In the listing below, how many lines include "movement"? Give the number and no other text.

*** Opening Data excerpts ***

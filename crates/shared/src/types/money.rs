//! Money helpers over `rust_decimal::Decimal`.
//!
//! CRITICAL: Never use floating-point for money calculations.
//! Balances and amounts are `Decimal` values stored as `NUMERIC(18,2)`.

use rust_decimal::Decimal;
use serde::{Deserialize, Serialize};

/// Currency the ledger is denominated in.
#[derive(Debug, Clone, Copy, PartialEq, Eq, Hash, Default, Serialize, Deserialize)]
#[serde(rename_all = "UPPERCASE")]
pub enum Currency {
    /// Indian Rupee
    #[default]
    Inr,
}

impl Currency {
    /// Returns the display symbol.
    #[must_use]
    pub const fn symbol(self) -> &'static str {
        match self {
            Self::Inr => "₹",
        }
    }
}

impl std::fmt::Display for Currency {
    fn fmt(&self, f: &mut std::fmt::Formatter<'_>) -> std::fmt::Result {
        match self {
            Self::Inr => write!(f, "INR"),
        }
    }
}

/// Decimal places carried by every stored amount and balance.
pub const MONEY_SCALE: u32 = 2;

/// Largest value a `NUMERIC(18,2)` money column holds.
#[must_use]
pub fn max_money() -> Decimal {
    Decimal::new(999_999_999_999_999_999, MONEY_SCALE)
}

/// Returns true if `amount` can be stored in a money column without
/// rounding or overflow.
#[must_use]
pub fn fits_money_column(amount: Decimal) -> bool {
    amount.normalize().scale() <= MONEY_SCALE && amount.abs() <= max_money()
}

/// Formats an amount for audit comments, e.g. `₹300` or `₹12.5`.
#[must_use]
pub fn format_amount(amount: Decimal) -> String {
    format!("{}{}", Currency::Inr.symbol(), amount.normalize())
}
//! Clock collaborator.
//!
//! Every time-dependent decision in the core (scheduling window, cancel
//! cut-off, due-entry polling, record timestamps) reads the current instant
//! from a `Clock` so tests can pin or advance time.

use std::sync::{Mutex, PoisonError};

use chrono::{DateTime, Duration, Utc};

/// Source of the current instant.
pub trait Clock: Send + Sync {
    /// Returns the current instant in UTC.
    fn now(&self) -> DateTime<Utc>;
}

/// Wall-clock time.
#[derive(Debug, Clone, Copy, Default)]
pub struct SystemClock;

impl Clock for SystemClock {
    fn now(&self) -> DateTime<Utc> {
        Utc::now()
    }
}

/// A clock that only moves when told to.
#[derive(Debug)]
pub struct ManualClock {
    now: Mutex<DateTime<Utc>>,
}

impl ManualClock {
    /// Creates a clock frozen at `start`.
    #[must_use]
    pub fn new(start: DateTime<Utc>) -> Self {
        Self {
            now: Mutex::new(start),
        }
    }

    /// Moves the clock forward (or backward, for negative durations).
    pub fn advance(&self, by: Duration) {
        let mut now = self.now.lock().unwrap_or_else(PoisonError::into_inner);
        *now += by;
    }

    /// Sets the clock to an absolute instant.
    pub fn set(&self, to: DateTime<Utc>) {
        *self.now.lock().unwrap_or_else(PoisonError::into_inner) = to;
    }
}

impl Clock for ManualClock {
    fn now(&self) -> DateTime<Utc> {
        *self.now.lock().unwrap_or_else(PoisonError::into_inner)
    }
}
//! Application-wide error types.

use thiserror::Error;

/// Result type alias using `AppError`.
pub type AppResult<T> = Result<T, AppError>;

/// Application error types.
///
/// Domain errors from the ledger core collapse into one of these variants
/// before they reach a calling layer.
#[derive(Debug, Error)]
pub enum AppError {
    /// Credential verification failed.
    #[error("Authorization failed: {0}")]
    Unauthorized(String),

    /// Resource not found.
    #[error("Not found: {0}")]
    NotFound(String),

    /// Request rejected before any state was read.
    #[error("Validation error: {0}")]
    Validation(String),

    /// Account or entry is not in a state that permits the operation.
    #[error("State error: {0}")]
    State(String),

    /// Source balance does not cover the requested amount.
    #[error("Insufficient funds: {0}")]
    InsufficientFunds(String),

    /// Persistence failure; nothing was committed.
    #[error("Persistence error: {0}")]
    Persistence(String),

    /// Internal error.
    #[error("Internal error: {0}")]
    Internal(String),
}

impl AppError {
    /// Returns the HTTP status code a calling layer should map this error to.
    #[must_use]
    pub const fn status_code(&self) -> u16 {
        match self {
            Self::Unauthorized(_) => 401,
            Self::NotFound(_) => 404,
            Self::Validation(_) => 400,
            Self::State(_) | Self::InsufficientFunds(_) => 422,
            Self::Persistence(_) => 503,
            Self::Internal(_) => 500,
        }
    }

    /// Returns the error code for API responses.
    #[must_use]
    pub const fn error_code(&self) -> &'static str {
        match self {
            Self::Unauthorized(_) => "UNAUTHORIZED",
            Self::NotFound(_) => "NOT_FOUND",
            Self::Validation(_) => "VALIDATION_ERROR",
            Self::State(_) => "STATE_ERROR",
            Self::InsufficientFunds(_) => "INSUFFICIENT_FUNDS",
            Self::Persistence(_) => "PERSISTENCE_ERROR",
            Self::Internal(_) => "INTERNAL_ERROR",
        }
    }

    /// Returns true if retrying the same request may succeed.
    #[must_use]
    pub const fn is_retryable(&self) -> bool {
        matches!(self, Self::Persistence(_))
    }
}
//! Scheduled transfer registry.
//!
//! Stores deferred transfer requests and owns every lifecycle change except
//! the executor's Pending → Executed/Failed.

use std::sync::Arc;

use chrono::{DateTime, Duration, Utc};
use rust_decimal::Decimal;
use tracing::{info, warn};

use coffer_shared::types::{AccountNumber, ScheduledTransferId, fits_money_column};

use super::error::ScheduleError;
use super::types::{NewScheduledTransfer, ScheduleRequest, ScheduleStatus, ScheduledTransfer};
use crate::clock::Clock;
use crate::credentials::CredentialVerifier;
use crate::ledger::service::discard;
use crate::store::{LedgerStore, UnitOfWork};

/// How far ahead a transfer may be scheduled unless configured otherwise.
pub const DEFAULT_WINDOW_HOURS: i64 = 24;

/// Creates, looks up and cancels scheduled transfers.
pub struct ScheduledTransferRegistry<S: LedgerStore> {
    store: Arc<S>,
    clock: Arc<dyn Clock>,
    window: Duration,
    limit: Option<Decimal>,
}

impl<S: LedgerStore> Clone for ScheduledTransferRegistry<S> {
    fn clone(&self) -> Self {
        Self {
            store: Arc::clone(&self.store),
            clock: Arc::clone(&self.clock),
            window: self.window,
            limit: self.limit,
        }
    }
}

impl<S: LedgerStore> ScheduledTransferRegistry<S> {
    /// Create a registry accepting times up to `window` ahead of now.
    #[must_use]
    pub fn new(store: Arc<S>, clock: Arc<dyn Clock>, window: Duration) -> Self {
        Self {
            store,
            clock,
            window,
            limit: None,
        }
    }

    /// Rejects entries above `limit` at creation. Pass the ledger's transfer
    /// limit so nothing is accepted that the executor would refuse.
    #[must_use]
    pub const fn with_transfer_limit(mut self, limit: Option<Decimal>) -> Self {
        self.limit = limit;
        self
    }

    /// Create a registry with the default 24 hour window.
    #[must_use]
    pub fn with_default_window(store: Arc<S>, clock: Arc<dyn Clock>) -> Self {
        Self::new(store, clock, Duration::hours(DEFAULT_WINDOW_HOURS))
    }

    pub(crate) fn store(&self) -> &Arc<S> {
        &self.store
    }

    pub(crate) fn clock(&self) -> &Arc<dyn Clock> {
        &self.clock
    }

    /// Schedules a transfer.
    ///
    /// Checks run in order: window (`now <= scheduled_at <= now + window`),
    /// amount, transfer limit, distinct accounts, both accounts exist.
    ///
    /// # Errors
    ///
    /// Returns the first failing check, or `Persistence` if storage fails.
    pub async fn create(
        &self,
        request: ScheduleRequest,
    ) -> Result<ScheduledTransfer, ScheduleError> {
        let now = self.clock.now();
        validate_window(request.scheduled_at, now, self.window)?;
        validate_amount(request.amount, self.limit)?;
        if request.from == request.to {
            return Err(ScheduleError::SameAccount);
        }

        let mut unit = self.store.begin().await?;
        match Self::insert(&mut unit, &request, now).await {
            Ok(entry) => {
                unit.commit().await?;
                info!(
                    scheduled_transfer_id = %entry.id,
                    from = %entry.from,
                    to = %entry.to,
                    amount = %entry.amount,
                    scheduled_at = %entry.scheduled_at,
                    "transfer scheduled"
                );
                Ok(entry)
            }
            Err(e) => {
                discard(unit).await;
                Err(e)
            }
        }
    }

    async fn insert(
        unit: &mut S::Unit,
        request: &ScheduleRequest,
        now: DateTime<Utc>,
    ) -> Result<ScheduledTransfer, ScheduleError> {
        let accounts = unit.lock_accounts(&[request.from, request.to]).await?;
        for number in [request.from, request.to] {
            if !accounts.iter().any(|a| a.number == number) {
                return Err(ScheduleError::AccountNotFound(number));
            }
        }

        let entry = unit
            .insert_scheduled(NewScheduledTransfer {
                from: request.from,
                to: request.to,
                amount: request.amount,
                scheduled_at: request.scheduled_at,
                created_at: now,
            })
            .await?;
        Ok(entry)
    }

    /// Cancels a Pending entry whose scheduled time has not been reached.
    ///
    /// The entry row and both account rows are locked before the time check,
    /// so the executor cannot pick the entry up in between.
    ///
    /// # Errors
    ///
    /// Returns `NotFound`, `AlreadyProcessed`, `WindowPassed`, or
    /// `Persistence` if storage fails.
    pub async fn cancel(&self, id: ScheduledTransferId) -> Result<ScheduledTransfer, ScheduleError> {
        let mut unit = self.store.begin().await?;
        match self.cancel_in(&mut unit, id).await {
            Ok(entry) => {
                unit.commit().await?;
                info!(scheduled_transfer_id = %id, "scheduled transfer cancelled");
                Ok(entry)
            }
            Err(e) => {
                warn!(scheduled_transfer_id = %id, code = e.error_code(), "cancel rejected: {e}");
                discard(unit).await;
                Err(e)
            }
        }
    }

    async fn cancel_in(
        &self,
        unit: &mut S::Unit,
        id: ScheduledTransferId,
    ) -> Result<ScheduledTransfer, ScheduleError> {
        let entry = unit
            .lock_scheduled(id)
            .await?
            .ok_or(ScheduleError::NotFound(id))?;
        if entry.status.is_terminal() {
            return Err(ScheduleError::AlreadyProcessed {
                id,
                status: entry.status,
            });
        }

        unit.lock_accounts(&[entry.from, entry.to]).await?;
        let now = self.clock.now();
        if entry.scheduled_at <= now {
            return Err(ScheduleError::WindowPassed(id));
        }

        unit.update_scheduled_status(id, ScheduleStatus::Cancelled, now)
            .await?;
        Ok(ScheduledTransfer {
            status: ScheduleStatus::Cancelled,
            processed_at: Some(now),
            ..entry
        })
    }

    /// Verifies the source account's transaction password, then schedules.
    ///
    /// # Errors
    ///
    /// Returns `Unauthorized` on a credential mismatch, otherwise as
    /// [`ScheduledTransferRegistry::create`].
    pub async fn create_authorized<V: CredentialVerifier>(
        &self,
        verifier: &V,
        password: &str,
        request: ScheduleRequest,
    ) -> Result<ScheduledTransfer, ScheduleError> {
        authorize(verifier, request.from, password).await?;
        self.create(request).await
    }

    /// Verifies the entry's source account password, then cancels.
    ///
    /// # Errors
    ///
    /// Returns `NotFound` or `Unauthorized` before anything is locked,
    /// otherwise as [`ScheduledTransferRegistry::cancel`].
    pub async fn cancel_authorized<V: CredentialVerifier>(
        &self,
        verifier: &V,
        password: &str,
        id: ScheduledTransferId,
    ) -> Result<ScheduledTransfer, ScheduleError> {
        let entry = self.get(id).await?;
        authorize(verifier, entry.from, password).await?;
        self.cancel(id).await
    }

    /// Looks up one entry.
    ///
    /// # Errors
    ///
    /// Returns `NotFound`, or `Persistence` if storage fails.
    pub async fn get(&self, id: ScheduledTransferId) -> Result<ScheduledTransfer, ScheduleError> {
        self.store
            .find_scheduled(id)
            .await?
            .ok_or(ScheduleError::NotFound(id))
    }

    /// Pending entries due at `now`, oldest first.
    ///
    /// # Errors
    ///
    /// Returns `Persistence` if storage fails.
    pub async fn list_due(
        &self,
        now: DateTime<Utc>,
        limit: Option<u64>,
    ) -> Result<Vec<ScheduledTransfer>, ScheduleError> {
        Ok(self.store.list_due_scheduled(now, limit).await?)
    }

    /// Entries where the account is source or destination, newest first.
    ///
    /// # Errors
    ///
    /// Returns `Persistence` if storage fails.
    pub async fn list_by_account(
        &self,
        account: AccountNumber,
    ) -> Result<Vec<ScheduledTransfer>, ScheduleError> {
        Ok(self.store.list_scheduled_by_account(account).await?)
    }
}

fn validate_window(
    scheduled_at: DateTime<Utc>,
    now: DateTime<Utc>,
    window: Duration,
) -> Result<(), ScheduleError> {
    let latest = now + window;
    if scheduled_at < now || scheduled_at > latest {
        return Err(ScheduleError::InvalidWindow {
            scheduled_at,
            earliest: now,
            latest,
        });
    }
    Ok(())
}

fn validate_amount(amount: Decimal, limit: Option<Decimal>) -> Result<(), ScheduleError> {
    if amount <= Decimal::ZERO || !fits_money_column(amount) {
        return Err(ScheduleError::InvalidAmount(amount));
    }
    match limit {
        Some(limit) if amount > limit => Err(ScheduleError::LimitExceeded { amount, limit }),
        _ => Ok(()),
    }
}

async fn authorize<V: CredentialVerifier>(
    verifier: &V,
    account: AccountNumber,
    password: &str,
) -> Result<(), ScheduleError> {
    if verifier.verify(account, password).await? {
        Ok(())
    } else {
        warn!(account = %account, "transaction password rejected");
        Err(ScheduleError::Unauthorized(account))
    }
}
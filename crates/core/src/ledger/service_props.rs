//! Property-based tests for AccountLedger.
//!
//! - Property 1: Transfer conservation (sum of both balances never changes)
//! - Property 2: Atomicity under an induced failure after the first write
//! - Property 3: Non-positive or sub-paisa amounts never move money and leave one Failed record

use std::sync::Arc;

use chrono::Utc;
use proptest::prelude::*;
use rust_decimal::Decimal;

use coffer_shared::types::{AccountNumber, MONEY_SCALE, UserId};

use super::error::LedgerError;
use super::service::AccountLedger;
use super::types::{Account, AccountType, LedgerLimits, TellerRequest, TransferRequest};
use crate::clock::SystemClock;
use crate::policy::AccountStatus;
use crate::recorder::{RecordStatus, StatementQuery};
use crate::store::{LedgerStore, MemoryStore};

const A: AccountNumber = AccountNumber(1001);
const B: AccountNumber = AccountNumber(1002);

/// Strategy for balances between 0.00 and 100,000.00.
fn balance() -> impl Strategy<Value = Decimal> {
    (0i64..10_000_000i64).prop_map(|cents| Decimal::new(cents, 2))
}

/// Strategy for positive amounts up to 200,000 with zero to four decimal places.
fn positive_amount() -> impl Strategy<Value = Decimal> {
    (0u32..=4).prop_flat_map(|scale| {
        let max = 200_000i64 * 10i64.pow(scale);
        (1i64..=max).prop_map(move |units| Decimal::new(units, scale))
    })
}

/// Strategy for whole-paisa amounts between 0.01 and 100,000.00.
fn paisa_amount() -> impl Strategy<Value = Decimal> {
    (1i64..10_000_000i64).prop_map(|cents| Decimal::new(cents, 2))
}

/// Strategy for amounts that must be rejected: zero, negative, or finer than a paisa.
fn unstorable_amount() -> impl Strategy<Value = Decimal> {
    prop_oneof![
        (-10_000_000i64..=0i64).prop_map(|cents| Decimal::new(cents, 2)),
        (1i64..10_000_000i64)
            .prop_filter("needs a third decimal place", |mills| mills % 10 != 0)
            .prop_map(|mills| Decimal::new(mills, 3)),
    ]
}

fn is_paisa_precise(amount: Decimal) -> bool {
    amount.normalize().scale() <= MONEY_SCALE
}

fn runtime() -> tokio::runtime::Runtime {
    tokio::runtime::Builder::new_current_thread()
        .enable_all()
        .build()
        .unwrap()
}

async fn setup(a: Decimal, b: Decimal) -> (Arc<MemoryStore>, AccountLedger<MemoryStore>) {
    let store = Arc::new(MemoryStore::new());
    for (number, balance) in [(A, a), (B, b)] {
        store
            .insert_account(Account {
                number,
                user_id: UserId(number.get()),
                account_type: AccountType::Current,
                balance,
                status: AccountStatus::Active,
                ifsc_code: "CFR0000001".to_string(),
                opened_at: Utc::now(),
            })
            .await;
    }
    let ledger = AccountLedger::new(
        Arc::clone(&store),
        Arc::new(SystemClock),
        LedgerLimits::unlimited(),
    );
    (store, ledger)
}

async fn balances(store: &MemoryStore) -> (Decimal, Decimal) {
    let a = store.find_account(A).await.unwrap().unwrap().balance;
    let b = store.find_account(B).await.unwrap().unwrap().balance;
    (a, b)
}

proptest! {
    #![proptest_config(ProptestConfig::with_cases(100))]

    /// Property 1: a covered transfer moves exactly `amount`; a rejected one moves nothing.
    #[test]
    fn prop_transfer_conserves_total(a in balance(), b in balance(), amount in positive_amount()) {
        runtime().block_on(async {
            let (store, ledger) = setup(a, b).await;
            let result = ledger.transfer(TransferRequest::new(A, B, amount)).await;
            let (after_a, after_b) = balances(&store).await;

            prop_assert_eq!(after_a + after_b, a + b);
            prop_assert!(is_paisa_precise(after_a) && is_paisa_precise(after_b));
            if !is_paisa_precise(amount) {
                prop_assert!(matches!(result, Err(LedgerError::InvalidAmount(_))));
                prop_assert_eq!((after_a, after_b), (a, b));
            } else if amount <= a {
                prop_assert!(result.is_ok());
                prop_assert_eq!(after_a, a - amount);
                prop_assert_eq!(after_b, b + amount);
            } else {
                let insufficient = matches!(result, Err(LedgerError::InsufficientFunds { .. }));
                prop_assert!(insufficient);
                prop_assert_eq!((after_a, after_b), (a, b));
            }
            Ok(())
        })?;
    }

    /// Property 2: failing either balance write leaves both balances and the audit trail untouched.
    #[test]
    fn prop_transfer_atomic_under_write_failure(
        a in balance(),
        b in balance(),
        amount in paisa_amount(),
        failing_write in 1u64..=2,
    ) {
        prop_assume!(amount <= a);
        runtime().block_on(async {
            let (store, ledger) = setup(a, b).await;
            store.fail_balance_write(failing_write);

            let result = ledger.transfer(TransferRequest::new(A, B, amount)).await;
            prop_assert!(matches!(result, Err(LedgerError::Persistence(_))));
            prop_assert_eq!(balances(&store).await, (a, b));

            let history = store.list_records(&StatementQuery::all(A)).await.unwrap();
            prop_assert!(history.is_empty());
            Ok(())
        })?;
    }

    /// Property 3: unstorable amounts are rejected by every movement.
    #[test]
    fn prop_unstorable_amount_rejected(a in balance(), b in balance(), amount in unstorable_amount()) {
        runtime().block_on(async {
            let (store, ledger) = setup(a, b).await;

            let credit = ledger.credit(TellerRequest::new(A, amount)).await;
            let debit = ledger.debit(TellerRequest::new(A, amount)).await;
            let transfer = ledger.transfer(TransferRequest::new(A, B, amount)).await;

            prop_assert!(matches!(credit, Err(LedgerError::InvalidAmount(_))));
            prop_assert!(matches!(debit, Err(LedgerError::InvalidAmount(_))));
            prop_assert!(matches!(transfer, Err(LedgerError::InvalidAmount(_))));
            prop_assert_eq!(balances(&store).await, (a, b));

            let history = store.list_records(&StatementQuery::all(A)).await.unwrap();
            prop_assert_eq!(history.len(), 3);
            prop_assert!(history.iter().all(|r| r.status == RecordStatus::Failed));
            Ok(())
        })?;
    }
}
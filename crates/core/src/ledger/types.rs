//! Ledger domain types.

use chrono::{DateTime, Utc};
use rust_decimal::Decimal;
use serde::{Deserialize, Serialize};

use coffer_shared::config::LimitsConfig;
use coffer_shared::types::{AccountNumber, UserId};

use crate::policy::AccountStatus;
use crate::recorder::TransactionRecord;

/// Product type of a bank account.
#[derive(Debug, Clone, Copy, PartialEq, Eq, Hash, Serialize, Deserialize)]
#[serde(rename_all = "snake_case")]
pub enum AccountType {
    /// Savings account.
    Savings,
    /// Current (checking) account.
    Current,
    /// Fixed deposit account.
    FixedDeposit,
}

impl AccountType {
    /// Returns the string representation of the account type.
    #[must_use]
    pub const fn as_str(&self) -> &'static str {
        match self {
            Self::Savings => "savings",
            Self::Current => "current",
            Self::FixedDeposit => "fixed_deposit",
        }
    }
}

impl std::fmt::Display for AccountType {
    fn fmt(&self, f: &mut std::fmt::Formatter<'_>) -> std::fmt::Result {
        f.write_str(self.as_str())
    }
}

/// A bank account as the ledger sees it.
///
/// Created by the account-opening flow; only the ledger changes `balance`.
#[derive(Debug, Clone, PartialEq, Eq, Serialize, Deserialize)]
pub struct Account {
    /// Account number.
    pub number: AccountNumber,
    /// Owning customer.
    pub user_id: UserId,
    /// Product type.
    pub account_type: AccountType,
    /// Current balance. Never negative.
    pub balance: Decimal,
    /// Lifecycle status.
    pub status: AccountStatus,
    /// Branch the account belongs to.
    pub ifsc_code: String,
    /// When the account was opened.
    pub opened_at: DateTime<Utc>,
}

/// A teller credit or debit against one account.
#[derive(Debug, Clone, PartialEq, Eq)]
pub struct TellerRequest {
    /// Account to credit or debit.
    pub account: AccountNumber,
    /// Amount to move. Must be positive.
    pub amount: Decimal,
    /// Free-text comment stored on the audit record.
    pub comment: Option<String>,
}

impl TellerRequest {
    /// Creates a request without a comment.
    #[must_use]
    pub const fn new(account: AccountNumber, amount: Decimal) -> Self {
        Self {
            account,
            amount,
            comment: None,
        }
    }
}

/// A transfer between two accounts.
#[derive(Debug, Clone, PartialEq, Eq)]
pub struct TransferRequest {
    /// Source account.
    pub from: AccountNumber,
    /// Destination account.
    pub to: AccountNumber,
    /// Amount to move. Must be positive.
    pub amount: Decimal,
    /// Optional customer note appended to the audit comment.
    pub note: Option<String>,
}

impl TransferRequest {
    /// Creates a request without a note.
    #[must_use]
    pub const fn new(from: AccountNumber, to: AccountNumber, amount: Decimal) -> Self {
        Self {
            from,
            to,
            amount,
            note: None,
        }
    }

    /// Attaches a customer note.
    #[must_use]
    pub fn with_note(mut self, note: impl Into<String>) -> Self {
        self.note = Some(note.into());
        self
    }
}

/// Result of a successful credit or debit.
#[derive(Debug, Clone, PartialEq, Eq)]
pub struct BalanceReceipt {
    /// Account that moved.
    pub account: AccountNumber,
    /// Balance after the movement.
    pub balance: Decimal,
    /// The Completed audit record.
    pub record: TransactionRecord,
}

/// Result of a successful transfer.
#[derive(Debug, Clone, PartialEq, Eq)]
pub struct TransferReceipt {
    /// Source balance after the transfer.
    pub from_balance: Decimal,
    /// Destination balance after the transfer.
    pub to_balance: Decimal,
    /// The Completed audit record.
    pub record: TransactionRecord,
}

/// Per-movement amount ceilings. `None` disables a ceiling.
#[derive(Debug, Clone, Copy, PartialEq, Eq, Default)]
pub struct LedgerLimits {
    /// Largest amount one customer or scheduled transfer may move.
    pub transfer: Option<Decimal>,
    /// Largest amount one teller credit or debit may move.
    pub teller: Option<Decimal>,
    /// Largest amount one staff-initiated transfer may move.
    pub teller_transfer: Option<Decimal>,
}

impl LedgerLimits {
    /// No ceilings at all.
    #[must_use]
    pub const fn unlimited() -> Self {
        Self {
            transfer: None,
            teller: None,
            teller_transfer: None,
        }
    }
}

impl From<&LimitsConfig> for LedgerLimits {
    fn from(config: &LimitsConfig) -> Self {
        Self {
            transfer: config.transfer,
            teller: config.teller,
            teller_transfer: config.teller_transfer,
        }
    }
}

*** Closing Data excerpts ***

**Finished task**
3